Graph based fraud detection represents this as a heterogeneous graph where nodes are entities like users, cards, devices, IPs, and merchants, and edges are relationships like transaction, login, shared device, or shared address. Each node carries features such as historical spend, chargeback rate, geolocation variance, device entropy, and signup age. Each edge has attributes including amount, timestamp, channel, and velocity metrics.
This representation enables the model to learn that suspicious patterns emerge from connections, not just attributes. For example, PayPal uses heterogeneous graphs combining users, devices, and merchants to detect collusive rings, reporting material lifts in recall at fixed precision after introducing graph features. The graph captures synthetic identity fraud where attackers link stolen credentials through shared addresses or phones, creating clusters invisible to models examining transactions one at a time.
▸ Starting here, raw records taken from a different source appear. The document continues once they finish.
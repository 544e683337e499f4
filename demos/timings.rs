//! # timings
//!
//! Runs both kernels over a random input of the given size and prints the kernel time next to a
//! naive baseline. All numbers are in milliseconds.
//!
//! ## Usage
//!
//! ```
//! cargo run --release --example timings --features=bench -- 1600
//! ```
//!
//!  - `1600` is the number of elements (default 1600)
//!  - `RUST_LOG=scansort=trace` shows every radix pass

use scansort::test_utils::gen_inputs;
use scansort::{prefix_sum, radix_sort};
use std::time::Instant;
use tracing_subscriber::EnvFilter;

fn main() {
    tracing_subscriber::fmt()
        .with_env_filter(EnvFilter::from_default_env())
        .init();

    let size: usize = match std::env::args().nth(1).map(|s| s.parse()) {
        None => 1600,
        Some(Ok(size)) => size,
        Some(Err(e)) => {
            eprintln!("invalid size: {}", e);
            std::process::exit(2);
        }
    };

    let inputs = gen_inputs(size, 0);

    let summed = match prefix_sum(&inputs) {
        Ok(out) => out,
        Err(e) => {
            eprintln!("prefix_sum failed: {}", e);
            std::process::exit(1);
        }
    };

    let time = Instant::now();
    let baseline: Vec<i32> = inputs
        .iter()
        .scan(0i32, |acc, v| {
            *acc = acc.wrapping_add(*v);
            Some(*acc)
        })
        .collect();
    let baseline_ms = time.elapsed().as_secs_f64() * 1000.0;
    assert_eq!(baseline, summed.result);

    println!("prefix_sum,{},{:.4},{:.4}", size, summed.elapsed_ms, baseline_ms);

    let sorted = match radix_sort(&inputs) {
        Ok(out) => out,
        Err(e) => {
            eprintln!("radix_sort failed: {}", e);
            std::process::exit(1);
        }
    };

    let mut baseline = inputs.clone();
    let time = Instant::now();
    baseline.sort_unstable_by_key(|v| *v as u32);
    let baseline_ms = time.elapsed().as_secs_f64() * 1000.0;
    assert_eq!(baseline, sorted.result);

    println!("radix_sort,{},{:.4},{:.4}", size, sorted.elapsed_ms, baseline_ms);
}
The challenge is scale and speed. A mid to large payment processor maintains 200 million entities and 5 to 20 billion edges with a rolling 30 to 90 day window, yet must return fraud decisions within 50 to 100 ms at the 95th percentile while handling 5,000 to 50,000 events per second during peak shopping periods.
💡 Key Takeaways
•Fraud rings coordinate across multiple entities creating graph patterns invisible to single transaction analysis
•Heterogeneous graphs model different node types (users, devices, cards, merchants) and relationship types (transactions, logins, shared attributes)
•Production scale reaches 200 million entities and 5 to 20 billion edges with 30 to 90 day rolling windows
•Real time decision latency targets 50 to 100 ms p95 while processing 5,000 to 50,000 events per second during peak
•PayPal and payment processors report material recall improvements after adding graph features to detect collusive behavior
📌 Examples
Synthetic identity fraud: Ten accounts created with stolen SSNs all share the same phone number and billing address, creating a cluster. Each individual account looks legitimate but the shared attributes reveal coordination.
Device takeover ring: A single device logs into 50 accounts within 24 hours and initiates password changes. Graph model flags the abnormal device to account ratio.
Merchant collusion: A merchant receives transactions from 30 new accounts all created within the same week, each making similar dollar amounts. The graph reveals the suspicious clustering around merchant and time.